Research into levels of understanding about inclusive education in Otjozondjupa Region, Namibia

Joseph Mburu Evans: Regional Inclusive Education Advisor (July - Aug 2007)



Namibia was already embracing inclusive education in 1999, when the country's Blue Print of the Constitution was created, guaranteeing free education in line with the Millennium Development Goals. Before this, the National Policy on Disability (1997) had given all children equal opportunities and equal access to education, regardless of impairments. In 2005, The Office of the Prime Minister under which the Disability Advisory Unit lies, wrote extensively about including inclusive education in the Strategic Plan for the Education and Training Sector Improvement Programme (ETSIP) 2005-2010,

"Planning for a Learning Nation". Sadly, ETSIP's 155-page document makes no mention of inclusive education. The ETSIP1 document accepts that there are inequalities and that the quality of education is highly jeopardized by poor standards, school management systems and access. But it fails to recognize the educational needs of children with disabilities. Namibia's strong pillars of commitment to education for all have weakened over time, as my arguments will reveal later in this paper.

Survey context

Given the above background, I set out to find out about principals' and teachers' understanding of inclusive education. I also wanted to find out how learners with learning difficulties and/or disabilities were coping in the schools. Learners with learning difficulties are hereby defined as those children who find school work difficult even though their intelligence is normal and have no sensory or physical problems. Children with disabilities are those who have physical, sensory or mental impairments and to a certain extent find school work difficult as a result of their impairments. Other key questions looked at: the training needs of teachers; parents' involvement in school; provision of professional support; and the major problems teachers encounter in their classrooms. The survey targeted 12 schools, 12 school principals, 24 teachers (2 from each school) and 27 learners. Four schools were urban, 2 were semi-urban and 8 were village schools. The distances from one urban school to the next ranged from 1km to 6km, whereas distances from one village school to the next ranged between 45km and100km. Distances of schools from the Regional Office ranged from 70km to 250km, except for 2 urban schools.

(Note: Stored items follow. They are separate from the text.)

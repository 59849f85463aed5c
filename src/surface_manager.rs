//! Ownership of the single mounted accelerated surface.
//!
//! Each mount runs inside its own owner scope. The lifecycle monitor's
//! subscription is released through `on_cleanup`, so tearing a surface down
//! (dispose the owner, then drop the surface) detaches every listener of the
//! old generation before a new one can attach.

use std::panic::{self, AssertUnwindSafe};

use crate::gate::{GateEvent, Generation, Tagged};
use crate::lifecycle::{EventSink, LifecycleMonitor};
use crate::probe::panic_message;
use crate::reactive::{dispose_owner, on_cleanup, with_owner, OwnerId};
use crate::surface::{Surface, SurfaceFactory, SurfaceId, SurfaceRequest};

/// A surface owned by one gate generation.
pub struct ManagedSurface {
    pub generation: Generation,
    surface: Box<dyn Surface>,
    owner: OwnerId,
}

impl ManagedSurface {
    pub fn id(&self) -> SurfaceId {
        self.surface.id()
    }

    fn teardown(self) {
        dispose_owner(self.owner);
        log::info!(
            "Unmounting surface {} ({})",
            self.surface.id().raw(),
            self.generation
        );
        drop(self.surface);
    }
}

#[derive(Default)]
pub struct SurfaceManager {
    mounted: Option<ManagedSurface>,
}

impl SurfaceManager {
    pub fn new() -> Self {
        Self::default()
    }

    pub fn mounted(&self) -> Option<&ManagedSurface> {
        self.mounted.as_ref()
    }

    pub fn is_mounted(&self) -> bool {
        self.mounted.is_some()
    }

    /// Mount a surface for `request.generation`, replacing any previous one.
    ///
    /// A factory that panics mounts nothing; the panic reaches the gate as a
    /// creation failure through `sink`.
    pub fn mount(
        &mut self,
        factory: &mut dyn SurfaceFactory,
        request: SurfaceRequest,
        sink: EventSink,
    ) {
        self.teardown();

        let generation = request.generation;
        log::info!(
            "Mounting surface {} at {} ({})",
            request.id.raw(),
            request.tier,
            generation
        );

        let (created, owner) = with_owner(|| {
            let attempt = panic::catch_unwind(AssertUnwindSafe(|| factory.create(request)));
            match attempt {
                Ok(mut surface) => {
                    let subscription =
                        LifecycleMonitor::attach(surface.as_mut(), generation, sink.clone());
                    on_cleanup(move || subscription.detach());
                    Ok(surface)
                }
                Err(payload) => Err(panic_message(payload.as_ref())),
            }
        });

        match created {
            Ok(surface) => {
                self.mounted = Some(ManagedSurface {
                    generation,
                    surface,
                    owner,
                });
            }
            Err(message) => {
                dispose_owner(owner);
                log::warn!("Surface creation panicked ({}): {}", generation, message);
                sink.push(Tagged::new(
                    generation,
                    GateEvent::SurfaceCreationFailed(format!("surface creation panicked: {message}")),
                ));
            }
        }
    }

    /// Deliver host-raised signals of the mounted surface.
    pub fn dispatch(&mut self) {
        if let Some(mounted) = self.mounted.as_mut() {
            mounted.surface.dispatch();
        }
    }

    /// Detach listeners and unmount. Safe to call with nothing mounted.
    pub fn teardown(&mut self) {
        if let Some(mounted) = self.mounted.take() {
            mounted.teardown();
        }
    }
}

impl Drop for SurfaceManager {
    fn drop(&mut self) {
        self.teardown();
    }
}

The sampling of schools was purposive2 for the simple reason that the results would provide an emergence of views into how best inclusive education and mainstreaming of disabilities could be done. Some schools were selected on pre-existing relations of trust with the researcher, so as to avoid negative speculations about why the school was targeted. Other schools with no pre-existing relations of trust were meant to neutralize possible bias during analysis.


Analysis was three pronged. Questions were targeted at: learners identified with learning difficulties or disabilities; teachers; and principals. Similar questions were asked to the three groups for the purpose of triangulation3 of the survey. I discuss below some of the major responses from these three groups and provide my views about my observations.

(a) Learners

Learners generally liked their schools because at school they played with friends or received good teaching. One learner from a refugee school said:

"The school is my future. When I grow up I will not be a street kid, I want to be a teacher".

Another from a village school said:

"We learn good and bad things here. Some learners are respecting us and others are abusing us".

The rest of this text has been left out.